Action item:
Would you repeat the whole listing exactly?

++++++

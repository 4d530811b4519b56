// =============================================================================
// Market Data Provider
// =============================================================================
//
// The seam between the dashboard core and whatever serves listings and daily
// bars. `HttpProvider` talks to the public venue endpoints; tests use the
// in-memory `fake::FakeProvider`.

pub mod client;
pub mod frame;

#[cfg(test)]
pub mod fake;

use anyhow::Result;
use async_trait::async_trait;
use chrono::NaiveDate;

use crate::types::Market;

pub use client::HttpProvider;
pub use frame::{ListingFrame, RawFrame};

#[async_trait]
pub trait MarketDataProvider: Send + Sync {
    /// Instrument listing for an exchange-backed market.
    async fn listing(&self, market: Market) -> Result<ListingFrame>;

    /// Daily bars for `symbol` over the inclusive range `[start, end]`.
    async fn daily(&self, symbol: &str, start: NaiveDate, end: NaiveDate) -> Result<RawFrame>;
}
// =============================================================================
// Candle Dashboard: Main Entry Point
// =============================================================================
//
// Serves the chart pipeline (catalog → series → overlays → chart config) over
// a small JSON API. One session owns the provider client and the memo caches
// for the lifetime of the process.
// =============================================================================

// ── Module declarations ──────────────────────────────────────────────────────
mod api;
mod catalog;
mod chart;
mod error;
mod indicators;
mod memo;
mod provider;
mod runtime_config;
mod series;
mod session;
mod types;

use std::sync::Arc;

use anyhow::Context;
use tracing::{info, warn};
use tracing_subscriber::EnvFilter;

use crate::provider::HttpProvider;
use crate::runtime_config::DashboardConfig;
use crate::session::DashboardSession;

const DEFAULT_CONFIG_PATH: &str = "dashboard_config.json";

#[tokio::main]
async fn main() -> anyhow::Result<()> {
    // ── 1. Environment & config ──────────────────────────────────────────
    let _ = dotenv::dotenv();

    tracing_subscriber::fmt()
        .with_env_filter(
            EnvFilter::try_from_default_env().unwrap_or_else(|_| EnvFilter::new("info")),
        )
        .init();

    info!("Candle Dashboard starting up");

    let config_path =
        std::env::var("DASHBOARD_CONFIG").unwrap_or_else(|_| DEFAULT_CONFIG_PATH.into());
    let mut config = DashboardConfig::load(&config_path).unwrap_or_else(|e| {
        warn!(error = %e, "Failed to load config, using defaults");
        DashboardConfig::default()
    });
    config.apply_env();

    info!(
        bind_addr = %config.bind_addr,
        default_mavs = ?config.default_mavs,
        min_bars = config.min_bars,
        "Configuration ready"
    );

    // ── 2. Provider & session ────────────────────────────────────────────
    let provider = Arc::new(HttpProvider::new(config.provider.clone())?);
    let bind_addr = config.bind_addr.clone();
    let session = Arc::new(DashboardSession::new(provider, config));

    // ── 3. API server ────────────────────────────────────────────────────
    let app = api::rest::router(session);
    let listener = tokio::net::TcpListener::bind(&bind_addr)
        .await
        .with_context(|| format!("failed to bind API server on {bind_addr}"))?;
    info!(addr = %bind_addr, "API server listening");

    // ── 4. Graceful shutdown ─────────────────────────────────────────────
    axum::serve(listener, app)
        .with_graceful_shutdown(async {
            let _ = tokio::signal::ctrl_c().await;
            warn!("Shutdown signal received, stopping gracefully");
        })
        .await
        .context("API server failed")?;

    info!("Candle Dashboard shut down complete.");
    Ok(())
}
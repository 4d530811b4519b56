// =============================================================================
// Bollinger Bands
// =============================================================================
//
// Bollinger Bands consist of a middle band (SMA), an upper band (SMA + k*σ),
// and a lower band (SMA - k*σ), where σ is the rolling *sample* standard
// deviation (n - 1 denominator). The dashboard always uses 20 periods and
// k = 2.
// =============================================================================

use serde::Serialize;

use super::sma::{rolling_mean, rolling_std};

pub const BOLLINGER_PERIOD: usize = 20;
pub const BOLLINGER_NUM_STD: f64 = 2.0;

/// Band series aligned 1:1 with the input closes.
#[derive(Debug, Clone, PartialEq, Serialize)]
pub struct BollingerBands {
    pub middle: Vec<Option<f64>>,
    pub upper: Vec<Option<f64>>,
    pub lower: Vec<Option<f64>>,
}

/// Calculate the full band series for `closes`.
///
/// Positions before `period - 1` are `None` in all three bands.
pub fn calculate_bollinger(closes: &[f64], period: usize, num_std: f64) -> BollingerBands {
    let middle = rolling_mean(closes, period);
    let std_dev = rolling_std(closes, period);

    let offset = |sign: f64| -> Vec<Option<f64>> {
        middle
            .iter()
            .zip(&std_dev)
            .map(|(m, s)| Some((*m)? + sign * num_std * (*s)?))
            .collect()
    };
    let upper = offset(1.0);
    let lower = offset(-1.0);

    BollingerBands {
        middle,
        upper,
        lower,
    }
}

/// The dashboard's 20-period, 2σ bands.
pub fn standard_bollinger(closes: &[f64]) -> BollingerBands {
    calculate_bollinger(closes, BOLLINGER_PERIOD, BOLLINGER_NUM_STD)
}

++++++

Result for this task:
repository 4d530811b4519b56
// =============================================================================
// Market Data Provider
// =============================================================================
//
// The seam between the dashboard core and whatever serves listings and daily
// bars. `HttpProvider` talks to the public venue endpoints; tests use the
// in-memory `fake::FakeProvider`.

pub mod client;
pub mod frame;

#[cfg(test)]
pub mod fake;

use anyhow::Result;
use async_trait::async_trait;
use chrono::NaiveDate;

use crate::types::Market;

pub use client::HttpProvider;
pub use frame::{ListingFrame, RawFrame};

#[async_trait]
pub trait MarketDataProvider: Send + Sync {
    /// Instrument listing for an exchange-backed market.
    async fn listing(&self, market: Market) -> Result<ListingFrame>;

    /// Daily bars for `symbol` over the inclusive range `[start, end]`.
    async fn daily(&self, symbol: &str, start: NaiveDate, end: NaiveDate) -> Result<RawFrame>;
}
// =============================================================================
// Candle Dashboard: Main Entry Point
// =============================================================================
//
// Serves the chart pipeline (catalog → series → overlays → chart config) over
// a small JSON API. One session owns the provider client and the memo caches
// for the lifetime of the process.
// =============================================================================

// ── Module declarations ──────────────────────────────────────────────────────
mod api;
mod catalog;
mod chart;
mod error;
mod indicators;
mod memo;
mod provider;
mod runtime_config;
mod series;
mod session;
mod types;

use std::sync::Arc;

use anyhow::Context;
use tracing::{info, warn};
use tracing_subscriber::EnvFilter;

use crate::provider::HttpProvider;
use crate::runtime_config::DashboardConfig;
use crate::session::DashboardSession;

const DEFAULT_CONFIG_PATH: &str = "dashboard_config.json";

#[tokio::main]
async fn main() -> anyhow::Result<()> {
    // ── 1. Environment & config ──────────────────────────────────────────
    let _ = dotenv::dotenv();

    tracing_subscriber::fmt()
        .with_env_filter(
            EnvFilter::try_from_default_env().unwrap_or_else(|_| EnvFilter::new("info")),
        )
        .init();

    info!("Candle Dashboard starting up");

    let config_path =
        std::env::var("DASHBOARD_CONFIG").unwrap_or_else(|_| DEFAULT_CONFIG_PATH.into());
    let mut config = DashboardConfig::load(&config_path).unwrap_or_else(|e| {
        warn!(error = %e, "Failed to load config, using defaults");
        DashboardConfig::default()
    });
    config.apply_env();

    info!(
        bind_addr = %config.bind_addr,
        default_mavs = ?config.default_mavs,
        min_bars = config.min_bars,
        "Configuration ready"
    );

    // ── 2. Provider & session ────────────────────────────────────────────
    let provider = Arc::new(HttpProvider::new(config.provider.clone())?);
    let bind_addr = config.bind_addr.clone();
    let session = Arc::new(DashboardSession::new(provider, config));

    // ── 3. API server ────────────────────────────────────────────────────
    let app = api::rest::router(session);
    let listener = tokio::net::TcpListener::bind(&bind_addr)
        .await
        .with_context(|| format!("failed to bind API server on {bind_addr}"))?;
    info!(addr = %bind_addr, "API server listening");

    // ── 4. Graceful shutdown ─────────────────────────────────────────────
    axum::serve(listener, app)
        .with_graceful_shutdown(async {
            let _ = tokio::signal::ctrl_c().await;
            warn!("Shutdown signal received, stopping gracefully");
        })
        .await
        .context("API server failed")?;

    info!("Candle Dashboard shut down complete.");
    Ok(())
}
repository 4d530811b4519b56
// =============================================================================
// Bollinger Bands
// =============================================================================
//
// Bollinger Bands consist of a middle band (SMA), an upper band (SMA + k*σ),
// and a lower band (SMA - k*σ), where σ is the rolling *sample* standard
// deviation (n - 1 denominator). The dashboard always uses 20 periods and
// k = 2.
// =============================================================================

use serde::Serialize;

use super::sma::{rolling_mean, rolling_std};

pub const BOLLINGER_PERIOD: usize = 20;
pub const BOLLINGER_NUM_STD: f64 = 2.0;

/// Band series aligned 1:1 with the input closes.
#[derive(Debug, Clone, PartialEq, Serialize)]
pub struct BollingerBands {
    pub middle: Vec<Option<f64>>,
    pub upper: Vec<Option<f64>>,
    pub lower: Vec<Option<f64>>,
}

/// Calculate the full band series for `closes`.
///
/// Positions before `period - 1` are `None` in all three bands.
pub fn calculate_bollinger(closes: &[f64], period: usize, num_std: f64) -> BollingerBands {
    let middle = rolling_mean(closes, period);
    let std_dev = rolling_std(closes, period);

    let offset = |sign: f64| -> Vec<Option<f64>> {
        middle
            .iter()
            .zip(&std_dev)
            .map(|(m, s)| Some((*m)? + sign * num_std * (*s)?))
            .collect()
    };
    let upper = offset(1.0);
    let lower = offset(-1.0);

    BollingerBands {
        middle,
        upper,
        lower,
    }
}

/// The dashboard's 20-period, 2σ bands.
pub fn standard_bollinger(closes: &[f64]) -> BollingerBands {
    calculate_bollinger(closes, BOLLINGER_PERIOD, BOLLINGER_NUM_STD)
}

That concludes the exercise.